Palynomorphs were found in the lowermost sediment cores. Sample 183-1136A-10R-CC definitely represents a marine environment, possibly from shallow water, close to shore. The kerogen is dominantly of marine origin, composed of amorphous organic matter and more than 90% dinoflagellate cysts.
The dinoflagellate flora are diverse, well preserved, and contain the genera Oligosphaeridium, Litosphaeridium, Trichodinium, Spiniferites, Gardodinium, and Pseudoceratium. According to Williams (1993), the species Litosphaeridium siphonophorum, identified in this sample, is a good index fossil for a mid- to late Albian age.
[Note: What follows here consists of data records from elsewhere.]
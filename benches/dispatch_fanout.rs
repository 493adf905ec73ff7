//! Benchmarks for dispatch fan-out
//!
//! This benchmark measures:
//! - Admission cost as the candidate set grows
//! - Map-stage overhead (spawn, limiter, join) with an instant worker
//! - Limiter acquire/release round trips

use ai_lib_dispatch::{
    DispatchEngine, FnWorker, HeuristicEstimator, Job, LimiterDefaults, LimiterRegistry,
    RateLimiter, RateLimiterConfig, StaticCatalog, WorkerDescriptor, WorkerError,
};
use criterion::{black_box, criterion_group, criterion_main, BenchmarkId, Criterion, Throughput};
use std::sync::Arc;
use tokio::runtime::Runtime;
use tokio_util::sync::CancellationToken;

fn worker_ids(n: usize) -> Vec<String> {
    (0..n).map(|i| format!("provider/model-{}", i)).collect()
}

fn engine(ids: &[String], max_concurrent: usize) -> DispatchEngine {
    let catalog = StaticCatalog::from_descriptors(
        ids.iter()
            .map(|id| WorkerDescriptor::from_model_id(id.clone(), 128_000)),
    );
    let registry = Arc::new(LimiterRegistry::new(
        LimiterDefaults::new(max_concurrent, 0),
        Arc::new(catalog),
    ));
    let worker = Arc::new(FnWorker::new(
        |id: String, _job: Arc<Job>, _cancel: CancellationToken| async move {
            Ok::<_, WorkerError>(id)
        },
    ));
    DispatchEngine::new(worker, registry, Arc::new(HeuristicEstimator::new()))
}

fn bench_admission(c: &mut Criterion) {
    let mut group = c.benchmark_group("admission");
    let job = Job::with_token_estimate("Summarize", "x".repeat(20_000), 5_000);

    for n in [4usize, 16, 64] {
        let ids = worker_ids(n);
        let engine = engine(&ids, 4);
        group.throughput(Throughput::Elements(n as u64));
        group.bench_with_input(BenchmarkId::from_parameter(n), &ids, |b, ids| {
            b.iter(|| black_box(engine.admission().filter(&job, ids, 20.0)))
        });
    }
    group.finish();
}

fn bench_fanout(c: &mut Criterion) {
    let rt = Runtime::new().unwrap();
    let mut group = c.benchmark_group("fanout");
    let job = Arc::new(Job::with_token_estimate("Summarize", "short content", 10));

    for n in [4usize, 16, 64] {
        let ids = worker_ids(n);
        let engine = engine(&ids, 0);
        let cancel = CancellationToken::new();
        group.throughput(Throughput::Elements(n as u64));
        group.bench_with_input(BenchmarkId::from_parameter(n), &ids, |b, ids| {
            b.to_async(&rt).iter(|| async {
                let report = engine.run(&cancel, job.clone(), ids, 20.0).await.unwrap();
                black_box(report.outcome.outputs.len())
            })
        });
    }
    group.finish();
}

fn bench_limiter(c: &mut Criterion) {
    let rt = Runtime::new().unwrap();
    let limiter = RateLimiter::new(RateLimiterConfig::new(8, 0));
    let cancel = CancellationToken::new();

    c.bench_function("limiter_acquire_release", |b| {
        b.to_async(&rt).iter(|| async {
            let permit = limiter.acquire(&cancel).await.unwrap();
            permit.release();
        })
    });
}

criterion_group!(benches, bench_admission, bench_fanout, bench_limiter);
criterion_main!(benches);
Another taxon, Pseudoceratium exquisitum, also indicates a mid- to late Albian age. We also found a few smooth, thin-walled trilete spores, which are not age diagnostic but indicate a terrestrial influence.
Sample 183-1136A-14R-CC, from the terminal sediment core, also contains a marine flora, but the environment represents a stronger terrestrial influence than in the previous sample. The terrestrial influence is reflected by diverse spores with various wall shapes and appendices; the material also contains fungal spores and Vitrisporites sp., a saccate pteridosperm pollen. Among a rich flora of dinoflagellate cysts, we also found organic foraminiferal remains (test linings).